Active-site-selective labeling of blood coagulation proteinases with fluorescence probes by the use of thioester peptide chloromethyl ketones. II. Properties of thrombin derivatives as reporters of prothrombin fragment 2 binding and specificity of the labeling approach for other proteinases.

The behavior of an array of fluorescent human alpha-thrombin derivatives in reporting binding of the fragment 2 domain of prothrombin was characterized as a representative application of the active-site-selective labeling approach to studies of blood coagulation proteinase regulatory interactions. An array of 16 thrombin derivatives was prepared by affinity labeling of the proteinase active site with the thioester peptide chloromethyl ketones, N alpha-[(acetylthio)acetyl]-D-Phe-Pro-Arg-CH2Cl or N alpha-[(acetylthio)acetyl]-D-Phe-Phe-Arg-CH2Cl, followed by selective modification of the NH2OH-generated thiol group on the covalently incorporated inhibitors with each of eight thiol-reactive fluorescence probes.

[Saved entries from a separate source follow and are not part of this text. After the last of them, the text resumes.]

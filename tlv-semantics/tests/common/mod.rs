#![allow(dead_code)]

use std::sync::Arc;

use tlv_logic::{Formula, FormulaKind, Problem, Registry};
use tlv_program::{
    AssignTarget, BoolExpr, Function, IfElse, IntAssignment, IntExpr, Program, SkipStatement,
    Statement, StmtId, Variable, WhileStatement,
};
use tlv_semantics::{annotate, Encoding, Semantics};

/// Hands out ids and `l<n>` locations in pre-order and tracks loop nesting.
#[derive(Default)]
pub struct Builder {
    next: u32,
    loops: Vec<String>,
}

impl Builder {
    pub fn new() -> Self {
        Self::default()
    }

    fn fresh(&mut self) -> (StmtId, String) {
        self.next += 1;
        (StmtId(self.next), format!("l{}", self.next))
    }

    pub fn assign(&mut self, var: &Arc<Variable>, rhs: IntExpr) -> Statement {
        let (id, location) = self.fresh();
        Statement::IntAssignment(IntAssignment {
            id,
            location,
            lhs: AssignTarget::Variable(Arc::clone(var)),
            rhs,
        })
    }

    pub fn assign_element(
        &mut self,
        array: &Arc<Variable>,
        index: IntExpr,
        rhs: IntExpr,
    ) -> Statement {
        let (id, location) = self.fresh();
        Statement::IntAssignment(IntAssignment {
            id,
            location,
            lhs: AssignTarget::ArrayElement {
                array: Arc::clone(array),
                index,
            },
            rhs,
        })
    }

    pub fn skip(&mut self) -> Statement {
        let (id, location) = self.fresh();
        Statement::Skip(SkipStatement { id, location })
    }

    pub fn if_else(
        &mut self,
        condition: BoolExpr,
        then_branch: impl FnOnce(&mut Builder) -> Vec<Statement>,
        else_branch: impl FnOnce(&mut Builder) -> Vec<Statement>,
    ) -> Statement {
        let (id, location) = self.fresh();
        let then_branch = then_branch(self);
        let else_branch = else_branch(self);
        Statement::IfElse(IfElse {
            id,
            location,
            condition,
            then_branch,
            else_branch,
        })
    }

    pub fn while_loop(
        &mut self,
        condition: BoolExpr,
        body: impl FnOnce(&mut Builder) -> Vec<Statement>,
    ) -> Statement {
        let (id, location) = self.fresh();
        let enclosing_loops = self.loops.clone();
        self.loops.push(location.clone());
        let body = body(self);
        self.loops.pop();
        Statement::While(WhileStatement {
            id,
            location,
            condition,
            body,
            enclosing_loops,
        })
    }
}

pub fn program(vars: &[&Arc<Variable>], statements: Vec<Statement>) -> Program {
    Program {
        functions: vec![Function {
            name: "main".to_string(),
            variables: vars.iter().map(|v| Arc::clone(v)).collect(),
            statements,
            postcondition: None,
        }],
    }
}

pub fn generate(program: &Program, two_traces: bool) -> (Registry, Vec<Formula>) {
    let registry = Registry::new();
    let formulas = {
        let encoding = Encoding::new(&registry, two_traces);
        let annotations = annotate(program, &encoding).expect("location pass");
        Semantics::new(program, &registry, &annotations, two_traces)
            .generate()
            .expect("semantics")
    };
    (registry, formulas)
}

pub fn serialize(registry: &Registry, formulas: Vec<Formula>) -> String {
    let mut problem = Problem::new();
    problem.add_axioms(formulas);
    problem.set_conjecture(Formula::conjunction(Vec::new()));
    problem.to_smtlib(registry).expect("serialize")
}

pub fn conjuncts(f: &Formula) -> &[Formula] {
    match f.kind() {
        FormulaKind::Conjunction(parts) => parts,
        other => panic!("expected a conjunction, got {other:?}"),
    }
}

/// Formula of the `i`-th top-level statement of the only function.
pub fn statement_formula(formulas: &[Formula], i: usize) -> &Formula {
    &conjuncts(&formulas[0])[i]
}

/// Every sub-formula rendered on a single line, for substring checks that
/// ignore layout and labels.
pub fn flat(f: &Formula) -> String {
    f.to_smtlib(0)
        .lines()
        .filter(|l| !l.trim_start().starts_with(';'))
        .map(str::trim)
        .collect::<Vec<_>>()
        .join(" ")
        .replace("( ", "(")
        .replace(" )", ")")
}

The changes in probe fluorescence intensity of the derivatives, signaling changes in the environment of the catalytic site associated with fragment 2 binding, appeared to be a unique and unpredictable function of the structure of the probe and the connecting peptide. These results demonstrated the utility of the labeling approach for overcoming the problem of not being able to predict which fluorescent label will provide the most useful proteinase derivative for investigating an interaction by enabling a greater variety of them to be prepared and screened for those with the most desirable properties. To determine whether the approach could be extended to other proteinases, the specificity of labeling with the fluorescence probe iodoacetamide, 5-(iodoacetamido)fluorescein, by use of the two thioester inhibitors was evaluated for several other blood coagulation proteinases and related trypsin-like enzymes. All of the proteinases were labeled in an active-site-selective manner. The combined results of quantitating the labeling reactions for the proteinase and inhibitor combinations studied thus far showed active-site-specific incorporation of 0.98 +/- 0.10 mol of inhibitor/mol of active sites and 0.92 +/- 0.11 mol of probe/mol of active sites, representing an overall greater than or equal to 93% site-specificity of labeling. These results demonstrated the broad applicability of the labeling approach for fluorescence studies of proteinases that differ greatly in their catalytic specificities.